### What you should do
Print every record exactly.

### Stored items
###
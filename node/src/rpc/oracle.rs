use axum::{Extension, Json};
use serde::{Deserialize, Deserializer};
use serde_json::json;

use crate::crypto::verify_ed25519_b64;
use crate::events::NodeEvent;
use crate::rpc::errors::ApiError;
use crate::rpc::RpcContext;
use crate::storage::oracle::{AiRiskRecord, OracleStore};
use crate::verifier::AdmissionError;

/// Score as it arrived on the wire: the parsed value plus the exact decimal
/// text the oracle signed. The signature message must be rebuilt from that
/// text, not from a re-rendering of the parsed float (`1.0` formats as `"1"`
/// in Rust). Accepts a JSON number or a string; clients send the string form
/// when their rendering differs from JSON's (e.g. trailing zeros).
#[derive(Debug, Clone, PartialEq)]
pub struct WireScore {
    pub value: f64,
    pub text: String,
}

impl<'de> Deserialize<'de> for WireScore {
    fn deserialize<D: Deserializer<'de>>(d: D) -> Result<Self, D::Error> {
        match serde_json::Value::deserialize(d)? {
            serde_json::Value::Number(n) => {
                let value = n
                    .as_f64()
                    .ok_or_else(|| serde::de::Error::custom("score must be a finite number"))?;
                Ok(WireScore { value, text: n.to_string() })
            }
            serde_json::Value::String(s) => {
                let value = s
                    .parse::<f64>()
                    .map_err(|e| serde::de::Error::custom(format!("invalid score: {e}")))?;
                Ok(WireScore { value, text: s })
            }
            other => Err(serde::de::Error::custom(format!(
                "score must be a number or a decimal string, got {other}"
            ))),
        }
    }
}

#[derive(Deserialize)]
pub struct OracleAiRiskInput {
    pub tx_hash: String,
    pub score: WireScore,
    pub signature: Option<String>,
}

#[derive(Deserialize)]
pub struct OracleAiRiskBatchInput {
    pub records: Vec<OracleAiRiskInput>,
}

/// Signature message for an AI risk post: ASCII `"{tx_hash}:{score}"` with
/// the score text exactly as received, shared between the oracle signer and
/// this check.
pub fn risk_message(tx_hash: &str, score_text: &str) -> String {
    format!("{tx_hash}:{score_text}")
}

// Public for unit testing
pub fn verify_sig(pubkey_b64: &str, tx_hash: &str, score_text: &str, sig_b64: &str) -> bool {
    verify_ed25519_b64(pubkey_b64, risk_message(tx_hash, score_text).as_bytes(), sig_b64)
}

#[axum::debug_handler]
pub async fn post_ai_risk(
    Extension(ctx): Extension<RpcContext>,
    Json(inp): Json<OracleAiRiskInput>,
) -> Result<Json<serde_json::Value>, ApiError> {
    if !(0.0..=1.0).contains(&inp.score.value) {
        return Err(AdmissionError::Malformed("score must be between 0.0 and 1.0".into()).into());
    }
    let configured_pk = ctx.cfg.ai_oracle_pubkey.clone();
    if let Some(pk) = configured_pk.as_ref() {
        // Configured oracle key: a valid signature is mandatory.
        let sig = inp.signature.as_ref().ok_or_else(|| {
            ApiError::Admission(AdmissionError::InvalidSignature(
                "oracle signature required".into(),
            ))
        })?;
        if !verify_sig(pk, &inp.tx_hash, &inp.score.text, sig) {
            return Err(AdmissionError::InvalidSignature(
                "oracle signature verification failed".into(),
            )
            .into());
        }
    }
    let store = OracleStore { db: &ctx.storage.db };
    let rec = AiRiskRecord {
        tx_hash: inp.tx_hash.clone(),
        score: inp.score.value,
        score_str: inp.score.text.clone(),
        signature: inp.signature,
        oracle_pubkey: configured_pk,
    };
    store
        .put_ai_risk(&rec)
        .map_err(|e| ApiError::Admission(AdmissionError::Malformed(e.to_string())))?;
    ctx.events
        .publish(NodeEvent::AiRiskPosted { tx_hash: inp.tx_hash, score: inp.score.value });
    Ok(Json(json!({"ok": true})))
}

/// Batch ingest. Records are checked independently; a bad record is skipped
/// and reported, the rest are stored.
#[axum::debug_handler]
pub async fn post_ai_risk_batch(
    Extension(ctx): Extension<RpcContext>,
    Json(inp): Json<OracleAiRiskBatchInput>,
) -> Result<Json<serde_json::Value>, ApiError> {
    let configured_pk = ctx.cfg.ai_oracle_pubkey.clone();
    let store = OracleStore { db: &ctx.storage.db };
    let mut stored = 0usize;
    let mut errors: Vec<String> = Vec::new();
    for (idx, rec) in inp.records.iter().enumerate() {
        if !(0.0..=1.0).contains(&rec.score.value) {
            errors.push(format!("record {idx}: score out of range"));
            continue;
        }
        if let Some(pk) = configured_pk.as_ref() {
            match rec.signature.as_ref() {
                Some(sig) if verify_sig(pk, &rec.tx_hash, &rec.score.text, sig) => {}
                Some(_) => {
                    errors.push(format!("record {idx}: invalid signature"));
                    continue;
                }
                None => {
                    errors.push(format!("record {idx}: missing required signature"));
                    continue;
                }
            }
        }
        let record = AiRiskRecord {
            tx_hash: rec.tx_hash.clone(),
            score: rec.score.value,
            score_str: rec.score.text.clone(),
            signature: rec.signature.clone(),
            oracle_pubkey: configured_pk.clone(),
        };
        match store.put_ai_risk(&record) {
            Ok(()) => {
                stored += 1;
                ctx.events.publish(NodeEvent::AiRiskPosted {
                    tx_hash: rec.tx_hash.clone(),
                    score: rec.score.value,
                });
            }
            Err(e) => errors.push(format!("record {idx}: {e}")),
        }
    }
    Ok(Json(json!({
        "stored": stored,
        "failed": errors.len(),
        "errors": errors,
    })))
}

/// Read back the risk record for one transaction hash.
#[axum::debug_handler]
pub async fn get_ai_risk(
    Extension(ctx): Extension<RpcContext>,
    axum::extract::Path(tx_hash): axum::extract::Path<String>,
) -> Result<Json<serde_json::Value>, ApiError> {
    let store = OracleStore { db: &ctx.storage.db };
    match store.get_ai_risk(&tx_hash) {
        Some(rec) => Ok(Json(json!({
            "tx_hash": rec.tx_hash,
            "score": rec.score,
            "signed": rec.signature.is_some(),
        }))),
        None => Err(ApiError::NotFound),
    }
}

/// Oracle configuration snapshot.
#[axum::debug_handler]
pub async fn oracle_stats(
    Extension(ctx): Extension<RpcContext>,
) -> Json<serde_json::Value> {
    Json(json!({
        "signature_verification_enabled": ctx.cfg.ai_oracle_pubkey.is_some(),
        "supported_endpoints": [
            "/oracle/ai_risk",
            "/oracle/ai_risk_batch",
            "/oracle/ai_risk/:tx_hash",
            "/oracle/stats",
        ],
        "validation_rules": {
            "score_range": "0.0 to 1.0",
            "tx_hash_format": "hex string starting with 0x",
        },
    }))
}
###
### Task solution
filename node/src/rpc/oracle.rs
use axum::{Extension, Json};
use serde::{Deserialize, Deserializer};
use serde_json::json;

use crate::crypto::verify_ed25519_b64;
use crate::events::NodeEvent;
use crate::rpc::errors::ApiError;
use crate::rpc::RpcContext;
use crate::storage::oracle::{AiRiskRecord, OracleStore};
use crate::verifier::AdmissionError;

/// Score as it arrived on the wire: the parsed value plus the exact decimal
/// text the oracle signed. The signature message must be rebuilt from that
/// text, not from a re-rendering of the parsed float (`1.0` formats as `"1"`
/// in Rust). Accepts a JSON number or a string; clients send the string form
/// when their rendering differs from JSON's (e.g. trailing zeros).
#[derive(Debug, Clone, PartialEq)]
pub struct WireScore {
    pub value: f64,
    pub text: String,
}

impl<'de> Deserialize<'de> for WireScore {
    fn deserialize<D: Deserializer<'de>>(d: D) -> Result<Self, D::Error> {
        match serde_json::Value::deserialize(d)? {
            serde_json::Value::Number(n) => {
                let value = n
                    .as_f64()
                    .ok_or_else(|| serde::de::Error::custom("score must be a finite number"))?;
                Ok(WireScore { value, text: n.to_string() })
            }
            serde_json::Value::String(s) => {
                let value = s
                    .parse::<f64>()
                    .map_err(|e| serde::de::Error::custom(format!("invalid score: {e}")))?;
                Ok(WireScore { value, text: s })
            }
            other => Err(serde::de::Error::custom(format!(
                "score must be a number or a decimal string, got {other}"
            ))),
        }
    }
}

#[derive(Deserialize)]
pub struct OracleAiRiskInput {
    pub tx_hash: String,
    pub score: WireScore,
    pub signature: Option<String>,
}

#[derive(Deserialize)]
pub struct OracleAiRiskBatchInput {
    pub records: Vec<OracleAiRiskInput>,
}

/// Signature message for an AI risk post: ASCII `"{tx_hash}:{score}"` with
/// the score text exactly as received, shared between the oracle signer and
/// this check.
pub fn risk_message(tx_hash: &str, score_text: &str) -> String {
    format!("{tx_hash}:{score_text}")
}

// Public for unit testing
pub fn verify_sig(pubkey_b64: &str, tx_hash: &str, score_text: &str, sig_b64: &str) -> bool {
    verify_ed25519_b64(pubkey_b64, risk_message(tx_hash, score_text).as_bytes(), sig_b64)
}

#[axum::debug_handler]
pub async fn post_ai_risk(
    Extension(ctx): Extension<RpcContext>,
    Json(inp): Json<OracleAiRiskInput>,
) -> Result<Json<serde_json::Value>, ApiError> {
    if !(0.0..=1.0).contains(&inp.score.value) {
        return Err(AdmissionError::Malformed("score must be between 0.0 and 1.0".into()).into());
    }
    let configured_pk = ctx.cfg.ai_oracle_pubkey.clone();
    if let Some(pk) = configured_pk.as_ref() {
        // Configured oracle key: a valid signature is mandatory.
        let sig = inp.signature.as_ref().ok_or_else(|| {
            ApiError::Admission(AdmissionError::InvalidSignature(
                "oracle signature required".into(),
            ))
        })?;
        if !verify_sig(pk, &inp.tx_hash, &inp.score.text, sig) {
            return Err(AdmissionError::InvalidSignature(
                "oracle signature verification failed".into(),
            )
            .into());
        }
    }
    let store = OracleStore { db: &ctx.storage.db };
    let rec = AiRiskRecord {
        tx_hash: inp.tx_hash.clone(),
        score: inp.score.value,
        score_str: inp.score.text.clone(),
        signature: inp.signature,
        oracle_pubkey: configured_pk,
    };
    store
        .put_ai_risk(&rec)
        .map_err(|e| ApiError::Admission(AdmissionError::Malformed(e.to_string())))?;
    ctx.events
        .publish(NodeEvent::AiRiskPosted { tx_hash: inp.tx_hash, score: inp.score.value });
    Ok(Json(json!({"ok": true})))
}

/// Batch ingest. Records are checked independently; a bad record is skipped
/// and reported, the rest are stored.
#[axum::debug_handler]
pub async fn post_ai_risk_batch(
    Extension(ctx): Extension<RpcContext>,
    Json(inp): Json<OracleAiRiskBatchInput>,
) -> Result<Json<serde_json::Value>, ApiError> {
    let configured_pk = ctx.cfg.ai_oracle_pubkey.clone();
    let store = OracleStore { db: &ctx.storage.db };
    let mut stored = 0usize;
    let mut errors: Vec<String> = Vec::new();
    for (idx, rec) in inp.records.iter().enumerate() {
        if !(0.0..=1.0).contains(&rec.score.value) {
            errors.push(format!("record {idx}: score out of range"));
            continue;
        }
        if let Some(pk) = configured_pk.as_ref() {
            match rec.signature.as_ref() {
                Some(sig) if verify_sig(pk, &rec.tx_hash, &rec.score.text, sig) => {}
                Some(_) => {
                    errors.push(format!("record {idx}: invalid signature"));
                    continue;
                }
                None => {
                    errors.push(format!("record {idx}: missing required signature"));
                    continue;
                }
            }
        }
        let record = AiRiskRecord {
            tx_hash: rec.tx_hash.clone(),
            score: rec.score.value,
            score_str: rec.score.text.clone(),
            signature: rec.signature.clone(),
            oracle_pubkey: configured_pk.clone(),
        };
        match store.put_ai_risk(&record) {
            Ok(()) => {
                stored += 1;
                ctx.events.publish(NodeEvent::AiRiskPosted {
                    tx_hash: rec.tx_hash.clone(),
                    score: rec.score.value,
                });
            }
            Err(e) => errors.push(format!("record {idx}: {e}")),
        }
    }
    Ok(Json(json!({
        "stored": stored,
        "failed": errors.len(),
        "errors": errors,
    })))
}

/// Read back the risk record for one transaction hash.
#[axum::debug_handler]
pub async fn get_ai_risk(
    Extension(ctx): Extension<RpcContext>,
    axum::extract::Path(tx_hash): axum::extract::Path<String>,
) -> Result<Json<serde_json::Value>, ApiError> {
    let store = OracleStore { db: &ctx.storage.db };
    match store.get_ai_risk(&tx_hash) {
        Some(rec) => Ok(Json(json!({
            "tx_hash": rec.tx_hash,
            "score": rec.score,
            "signed": rec.signature.is_some(),
        }))),
        None => Err(ApiError::NotFound),
    }
}

/// Oracle configuration snapshot.
#[axum::debug_handler]
pub async fn oracle_stats(
    Extension(ctx): Extension<RpcContext>,
) -> Json<serde_json::Value> {
    Json(json!({
        "signature_verification_enabled": ctx.cfg.ai_oracle_pubkey.is_some(),
        "supported_endpoints": [
            "/oracle/ai_risk",
            "/oracle/ai_risk_batch",
            "/oracle/ai_risk/:tx_hash",
            "/oracle/stats",
        ],
        "validation_rules": {
            "score_range": "0.0 to 1.0",
            "tx_hash_format": "hex string starting with 0x",
        },
    }))
}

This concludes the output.